L’équipe de France et la manœuvre parfaite
Alors oui, il n’y a qu’un seul homme sur la plus haute marche du podium, celui qui a fini le travail. Mais comment ne pas saluer ceux qui l’ont placé sur orbite et lui ont permis de se retrouver dans un fauteuil au moment d’aborder la dernière ascension de la cima Gallisterna ? Tout a commencé à 70 kilomètres de l’arrivée lorsque Quentin Pacher et Nans Peters ont décidé d’imprimer un gros rythme en tête de peloton. Plus habitués à s’échapper sur le Tour de France, leur statut d’équipiers de favori sur ces championnats du monde ont permis de voir une nouvelle facette de ceux qui ont carte blanche respectivement chez B&B-Vital Concept et AG2R-la-Mondiale. Ce sursaut français a permis, si ce n’est de surprendre un concurrent, de mettre un terme à l’échappée.
Pendant une quinzaine de kilomètres, l’équipe de France a donc guidé le peloton avant de laisser le relais aux Belges. L’attaque de Pogacar ne va pas déséquilibrer le peloton. Se lançant dans un raid périlleux à quarante kilomètres de l’arrivée, le tout récent vainqueur du Tour de France savait sans doute que son aventure avait peu de chance d’aboutir, laissant néanmoins le luxe à Roglic de ne pas collaborer si un petit groupe venait à s’extirper en poursuite dans la cima Gallisterna. Ce ne sera pas le cas, tout simplement parce que les deux équipes fortes du peloton, la Belgique et la France, n’avaient aucune raison de lancer leur leader ou un équipier en panique à la poursuite du Slovène. Bien au contraire, maintenir un homme seul à l’avant à vingt secondes leur permettait de contenir les attaques. Il ne restait alors que deux passages de la Gallisterna, la Belgique et la France réussissant à préserver respectivement Van Aert et Alaphilippe pour les laisser s’expliquer dans la dernière ascension.
Avec Alaphilippe, une équipe de France au septième ciel
Leur tactique a payé. Mais cela n’aurait pas été possible sans Guillaume Martin. Tentant d’anticiper l’explication dans la dernière ascension de la Gallisterna, Mikel Landa, Rigoberto Uran, Vincenzo Nibali et… Wout Van Aert se sont détachés lors d’un moment de flottement où le peloton revenait sur Pogacar, favorisant les contres. Van Aert ne le sait peut-être pas encore mais il vient de perdre le maillot arc-en-ciel. Cet effort lui a sans doute pris juste ce qu’il lui fallait pour suivre Alaphilippe lors de son attaque décisive. Le Belge a sans doute paniqué alors qu’il n’était pas obligé de suivre. Voyant les équipes d’Espagne, de la Colombie et de l’Italie représentées à l’avant, il a préféré lancer un effort alors qu’Alaphilippe a pu compter sur le travail exceptionnel de Guillaume Martin pour ramener le peloton sur le quatuor de tête, relayé par Rudy Molard, impérial dans sa protection d’Alaphilippe.

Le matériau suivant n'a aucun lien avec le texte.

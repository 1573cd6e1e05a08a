//! A simple bump allocator physical memory manager

use core::num::NonZero;
use core::slice::from_raw_parts_mut;

use limine::memory_map;

use crate::arch::BASIC_PAGE_SIZE;
use crate::boot::limine::get_page_count_from_mem_map;

use super::super::{addr_to_page_id, page_id_to_addr};
use super::{PhysAddr, PmmAllocator, PmmError};
use utils::collections::static_bitmap::StaticBitmap;

// TODO: Definitely use an UnsafeCell with some locking mechanism here
/// Singleton instance of the bump allocator
pub(super) static mut BUMP_ALLOCATOR: BumpAllocator = BumpAllocator(StaticBitmap::uninit());

/// Singleton bump allocator implemented using bitmap
pub(super) struct BumpAllocator<'a>(StaticBitmap<'a>);

impl<'a> PmmAllocator for BumpAllocator<'a> {
    fn alloc_any(
        &mut self,
        alignment: NonZero<usize>,
        page_count: NonZero<usize>,
    ) -> Result<PhysAddr, PmmError> {
        'main: for i in (0..self.0.used_bits_count()).step_by(alignment.get()) {
            // If we would go out of bounds, break
            if i + page_count.get() >= self.0.used_bits_count() {
                break;
            }

            // Check if the block is free. If it isn't go next
            for j in 0..page_count.get() {
                if self.0.get(i + j) != StaticBitmap::FREE {
                    continue 'main;
                }
            }

            // If it is, set the block as taken and return the address
            for j in 0..page_count.get() {
                self.0.set(i + j);
            }

            return Ok(PhysAddr(page_id_to_addr(i)));
        }

        Err(PmmError::NoAvailableBlock)
    }

    fn alloc_at(
        &mut self,
        addr: PhysAddr,
        page_count: NonZero<usize>,
    ) -> Result<(), super::PmmError> {
        let id = addr_to_page_id(addr.0).ok_or(PmmError::InvalidAddress)?;

        if (id + page_count.get() - 1) >= self.0.used_bits_count() {
            return Err(PmmError::OutOfBounds);
        }

        // Make sure we can allocate the block. If we can't we propergate the error
        for i in 0..page_count.get() {
            if self.0.get(id + i) != StaticBitmap::FREE {
                return Err(PmmError::NoAvailableBlock);
            }
        }

        for i in 0..page_count.get() {
            self.0.set(id + i);
        }

        Ok(())
    }

    /// NOTE: `addr` must be a page (4096 bytes) aligned address, otherwise an `PmmError::InvalidAddressAlignment` error is returned.
    unsafe fn free(
        &mut self,
        addr: PhysAddr,
        page_count: NonZero<usize>,
    ) -> Result<(), super::PmmError> {
        let id = addr_to_page_id(addr.0).ok_or(PmmError::InvalidAddress)?;

        if (id + page_count.get() - 1) >= self.0.used_bits_count() {
            return Err(PmmError::OutOfBounds);
        }

        // For each page ID in the range, try freeing the value. If an error is encountered, stop
        // and return
        for i in 0..page_count.get() {
            if self.0.get(id + i) == StaticBitmap::FREE {
                return Err(PmmError::FreeOfAlreadyFree);
            }
        }

        for i in 0..page_count.get() {
            self.0.unset(id + i);
        }

        Ok(())
    }

    fn is_page_free(
        &self,
        addr: PhysAddr,
        page_count: NonZero<usize>,
    ) -> Result<bool, super::PmmError> {
        let id = addr_to_page_id(addr.0).ok_or(PmmError::InvalidAddress)?;

        if id + page_count.get() >= self.0.used_bits_count() {
            return Err(PmmError::OutOfBounds);
        }

        for i in 0..page_count.get() {
            if self.0.get(id + i) != StaticBitmap::FREE {
                return Ok(false);
            }
        }

        Ok(true)
    }

    // Ugly code. But if it ain't broke, don't try to fix it
    #[cfg(feature = "limine")]
    #[inline]
    unsafe fn init_from_limine(mem_map: &[&limine::memory_map::Entry]) {
        #[inline]
        unsafe fn set_for_mem_map_entry(base: usize, len: usize) -> core::ops::Range<usize> {
            {
                let start_id = addr_to_page_id(base).unwrap();
                // If the length is page aligned, set iterate over the next page as well.
                // NOTE: This is OK, since this never happens with `USEABLE` or `BOOTLOADER_RECLAIMABLE`. And
                // it's a must for allocating the page table, since it's almost always not page aligned
                let end_id = start_id + ((len + 0xfff) / BASIC_PAGE_SIZE);

                start_id..end_id
            }
            .into_iter()
        }

        #[inline]
        unsafe fn new_bitmap_from_limine<'b, 'c>(
            mem_map: &[&'c limine::memory_map::Entry],
            bitmap_alloc_size: u64,
        ) -> (&'b mut [u8], &'c limine::memory_map::Entry) {
            // Find a suitable block to allocate the bitmap in.
            let bitmap_entry = mem_map
                .iter()
                .find(|&entry| match entry.entry_type {
                    limine::memory_map::EntryType::USABLE if entry.length >= bitmap_alloc_size => {
                        true
                    }
                    _ => false,
                })
                .expect("Unreachable, can't find entry for bitmap");

            let bitmap = unsafe {
                // Convert the block's physical address to VirtAddr using HHDM, then convert that
                // to a valid pointer
                let bitmap_virt_addr = PhysAddr(bitmap_entry.base as usize).add_hhdm_offset();
                let ptr = bitmap_virt_addr.0 as *mut u8;

                // Set all of memory to taken by default
                utils::mem::memset(ptr, StaticBitmap::BLOCK_TAKEN, bitmap_alloc_size as usize);
                // Convert to a bitmap slice
                from_raw_parts_mut(ptr, bitmap_alloc_size as usize)
            };

            (bitmap, bitmap_entry)
        }

        // Get the last allocatable memory descriptor - that'll decide the bitmap size (yes, we'll
        // still have some "holes" (ie. reserved & shit memory) but it's negligible. Not worth the
        // hasstle of maintaining multiple bitmaps etc)
        let page_count = get_page_count_from_mem_map(mem_map);

        unsafe {
            // Get the size we need to allocate to the bitmap (that's `what we use` + `rounding up` to byte alignment)
            #[allow(static_mut_refs)]
            let bitmap_alloc_size = (page_count.get() + 7) / 8;

            // Find a suitable bitmap & initilize it with 1's
            let (bitmap, bitmap_entry) = new_bitmap_from_limine(mem_map, bitmap_alloc_size as u64);

            // Set the actual bitmap size to the page count, since these are the pages we can
            // actually use
            BUMP_ALLOCATOR.0 = StaticBitmap::new(bitmap, page_count.get());

            // Update the bitmaps contents to the current memory map + entry allocated for the
            // bitmap
            #[allow(static_mut_refs)]
            for entry in mem_map {
                if entry.entry_type == memory_map::EntryType::USABLE {
                        set_for_mem_map_entry(entry.base as usize, entry.length as usize)
                            .for_each(|page_id| BUMP_ALLOCATOR.0.unset(page_id));
                }
            }

            #[allow(static_mut_refs)]
            set_for_mem_map_entry(bitmap_entry.base as usize, bitmap_alloc_size)
                .for_each(|page_id| BUMP_ALLOCATOR.0.set(page_id));
        }
    }
}

#[cfg(test)]
mod tests {
    use macros::test_fn;

    use super::*;

    #[test_fn]
    fn test_bump_alloc() {
        let allocator = unsafe {
            #[allow(static_mut_refs)]
            &mut BUMP_ALLOCATOR
        };

        let addr0 = allocator
            .alloc_any(unsafe { NonZero::new_unchecked(1) }, unsafe {
                NonZero::new_unchecked(1)
            })
            .unwrap();
        let addr1 = allocator
            .alloc_any(unsafe { NonZero::new_unchecked(2) }, unsafe {
                NonZero::new_unchecked(10)
            })
            .unwrap();
        assert!(addr1.0 % 0x2000 == 0);

        let addr2 = allocator
            .alloc_any(unsafe { NonZero::new_unchecked(1) }, unsafe {
                NonZero::new_unchecked(2)
            })
            .unwrap();
        unsafe { allocator.free(addr0, NonZero::new_unchecked(1)).unwrap() };

        for _ in 0..10 {
            let addr = allocator
                .alloc_any(unsafe { NonZero::new_unchecked(1) }, unsafe {
                    NonZero::new_unchecked(3)
                })
                .unwrap();
            unsafe { allocator.free(addr, NonZero::new_unchecked(3)).unwrap() };
        }

        unsafe { allocator.free(addr1, NonZero::new_unchecked(10)).unwrap() };
        unsafe { allocator.free(addr2, NonZero::new_unchecked(2)).unwrap() };
    }

    #[test_fn]
    fn test_bump_error() {
        let allocator = unsafe {
            #[allow(static_mut_refs)]
            &mut BUMP_ALLOCATOR
        };

        let addr = allocator
            .alloc_any(unsafe { NonZero::new_unchecked(2) }, unsafe {
                NonZero::new_unchecked(10)
            })
            .unwrap();

        assert_eq!(
            allocator.alloc_at(addr, unsafe { NonZero::new_unchecked(10) }),
            Err(PmmError::NoAvailableBlock)
        );

        unsafe { allocator.free(addr, NonZero::new_unchecked(5)).unwrap() };

        unsafe {
            assert_eq!(
                allocator.free(addr, NonZero::new_unchecked(5)),
                Err(PmmError::FreeOfAlreadyFree)
            )
        };

        unsafe {
            allocator
                .free(
                    PhysAddr(addr.0 + 5 * BASIC_PAGE_SIZE),
                    NonZero::new_unchecked(5),
                )
                .unwrap()
        };
    }

    // TODO: Need to test alloc_at
}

Ce dernier n’a pas eu à se dévoiler contrairement à son principal concurrent. Au moment d’aborder la cima Gallisterna pour la dernière fois, Julian Alaphilippe sait ce qu’il lui reste à faire. Contenir les attaques au pied avec l’aide des dernières réserves de Martin et Molard, avant de se détacher avec les favoris puis de les enterrer sur une attaque surpuissante peu avant le sommet. Le récit de course est souvent déjà écrit avec lui et pourtant, cela marche toujours, preuve d’une grande force mentale mais aussi preuve d’un scénario rondement mené par une équipe de France au septième ciel.